Horne arose after a nasty fight between OptimisCorp’s CEO/majority shareholder; the company’s CFO, Horne; and a number of other people involved with the company.

After the CEO was accused of sexual harassment by a female employee with whom he had a relationship, the OptimisCorp board fired him. He sued to challenge the removal, and was restored as CEO as part of a settlement. Shortly after being reinstated in early 2013, the CEO fired Horne.

Then, in mid-2013 the CEO sued Horne, the directors, and others, claiming that the charge of sexual harassment was bogus and part of a conspiracy to remove him from the company. He asserted several counts against Horne, the main one being that he aided and abetted the directors in breaching their fiduciary duties. In 2015, the Chancery Court rejected all of the claims against Horne.

In April 2016, Horne sued for mandatory indemnification under 8 Del. C. § 145(c), seeking to recover all of the legal fees and costs he spent on defending himself against the CEO’s claims. That statute provides that if an officer is “successful on the merits or otherwise” in a proceeding in which he was involved because he was an officer, the officer ‘shall be indemnified against expenses (including attorneys’ fees)’ actually and reasonably incurred.”

The company (still controlled by the same CEO) resisted in part, arguing that Horne had not been sued entirely in connection with his role as an officer, and that only part of his legal fees should be covered.
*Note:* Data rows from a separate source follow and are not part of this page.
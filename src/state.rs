use std::path::{Path, PathBuf};
use std::sync::Arc;

use crate::color::ColorMap;
use crate::config::DashboardConfig;
use crate::data::aggregate::DashboardSummary;
use crate::data::cache::DatasetCache;
use crate::data::filter::{filter, init_selection, FilterSelection};
use crate::data::model::PaperDataset;

// ---------------------------------------------------------------------------
// Application state
// ---------------------------------------------------------------------------

/// The full UI state, independent of rendering.
#[derive(Default)]
pub struct AppState {
    pub config: DashboardConfig,

    /// Parsed datasets, reused while the source file is unchanged.
    pub cache: DatasetCache,

    /// File the current dataset was loaded from.
    pub source: Option<PathBuf>,

    /// Loaded dataset (None until user loads a file).
    pub dataset: Option<Arc<PaperDataset>>,

    /// Current year / journal selection.
    pub selection: FilterSelection,

    /// Chart inputs for the current selection (cached).
    pub summary: DashboardSummary,

    /// Journal colours for the scatter plot.
    pub color_map: Option<ColorMap>,

    /// Whether the raw-data table is expanded.
    pub show_raw_data: bool,

    /// Substring filter for the journal checkbox list.
    pub journal_search: String,

    /// Status / error message shown in the UI.
    pub status_message: Option<String>,
}

impl AppState {
    pub fn new(config: DashboardConfig) -> Self {
        Self {
            config,
            ..Self::default()
        }
    }

    /// Load `path` through the cache and make it the active dataset.
    pub fn open(&mut self, path: &Path) {
        match self.cache.get_or_load(path) {
            Ok(dataset) => {
                self.source = Some(path.to_path_buf());
                self.set_dataset(dataset);
            }
            Err(e) => {
                log::error!("Failed to load {}: {e}", path.display());
                self.status_message = Some(format!("Error: {e}"));
            }
        }
    }

    /// Re-open the current source. A no-op read if the file is unchanged.
    pub fn reload(&mut self) {
        if let Some(path) = self.source.clone() {
            self.open(&path);
        }
    }

    /// Ingest a newly loaded dataset, initialise filters and colour.
    ///
    /// Re-ingesting the same dataset keeps the user's selection.
    pub fn set_dataset(&mut self, dataset: Arc<PaperDataset>) {
        let same = self
            .dataset
            .as_ref()
            .is_some_and(|current| Arc::ptr_eq(current, &dataset));
        if !same {
            self.selection = init_selection(&dataset);
            self.color_map = Some(ColorMap::new(&dataset.journals));
            self.dataset = Some(dataset);
        }
        self.status_message = None;
        self.refilter();
    }

    /// Recompute the chart inputs after a selection change.
    pub fn refilter(&mut self) {
        self.summary = match &self.dataset {
            Some(ds) => DashboardSummary::compute(&filter(ds, &self.selection), &self.config),
            None => DashboardSummary::default(),
        };
    }

    /// Toggle a single year. Ignored while the year filter is disabled.
    pub fn toggle_year(&mut self, year: i32) {
        if let Some(years) = &mut self.selection.years {
            if !years.remove(&year) {
                years.insert(year);
            }
            self.refilter();
        }
    }

    /// Enable or disable year filtering. Re-enabling selects every year.
    pub fn set_year_filter_enabled(&mut self, enabled: bool) {
        self.selection.years = match (&self.dataset, enabled) {
            (_, false) => None,
            (Some(ds), true) => Some(ds.years.clone()),
            (None, true) => Some(Default::default()),
        };
        self.refilter();
    }

    pub fn select_all_years(&mut self) {
        if let Some(ds) = &self.dataset {
            self.selection.years = Some(ds.years.clone());
            self.refilter();
        }
    }

    pub fn select_no_years(&mut self) {
        self.selection.years = Some(Default::default());
        self.refilter();
    }

    /// Toggle a single journal.
    pub fn toggle_journal(&mut self, journal: &str) {
        if !self.selection.journals.remove(journal) {
            self.selection.journals.insert(journal.to_string());
        }
        self.refilter();
    }

    pub fn select_all_journals(&mut self) {
        if let Some(ds) = &self.dataset {
            self.selection.journals = ds.journals.clone();
            self.refilter();
        }
    }

    pub fn select_no_journals(&mut self) {
        self.selection.journals.clear();
        self.refilter();
    }
}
The Chancery Court had little trouble rejecting the company’s arguments. The tort and breach of fiduciary duty claims against Horne arose from his position as the company’s CFO. The company argued that its claim against Horne for breaching a stockholders’ agreement was not a claim brought “by reason of the fact” of Horne’s status as CEO, but the court disagreed. The court noted that the claim for breach was premised on Horne’s “advising the Company's counsel that the removal of Morelli as CEO would require an amendment to the stockholders agreement,” and that Horne’s advice had previously been found to be in compliance with Horne’s fiduciary duties as an OptimisCorp officer.

The Court awarded Horne all $1,797,820.22 of his legal fees and expenses. The Chancellor rejected the company’s attempt to reduce its obligation by attacking Horne’s lawyers: “The Company’s invitation to nitpick counsel’s strategic decisions in this hotly litigated case where Horne ultimately prevailed on every claim is offered with little grace.” And while some of the work of Horne’s lawyers work may have indirectly benefitted other defendants, it was done for him.

Finally, the Court also awarded Horne “fees on fees”— the amounts he expended for having to sue to vindicate his indemnification rights.

The company appealed, and on December 15, 2017, the Supreme Court of Delaware affirmed in a one-page order.

As the Horne decision shows, when a Delaware company sues its officers or directors, it needs to be aware of the possibility that it won’t just lose—it may be forced to bear their legal expenses, which could be significant. Forward-thinking officers and directors will be aware of this potential protection when choosing to serve.

DISCLAIMER: Because of the generality of this update, the information provided herein may not be applicable in all situations and should not be acted upon without specific legal advice based on particular situations.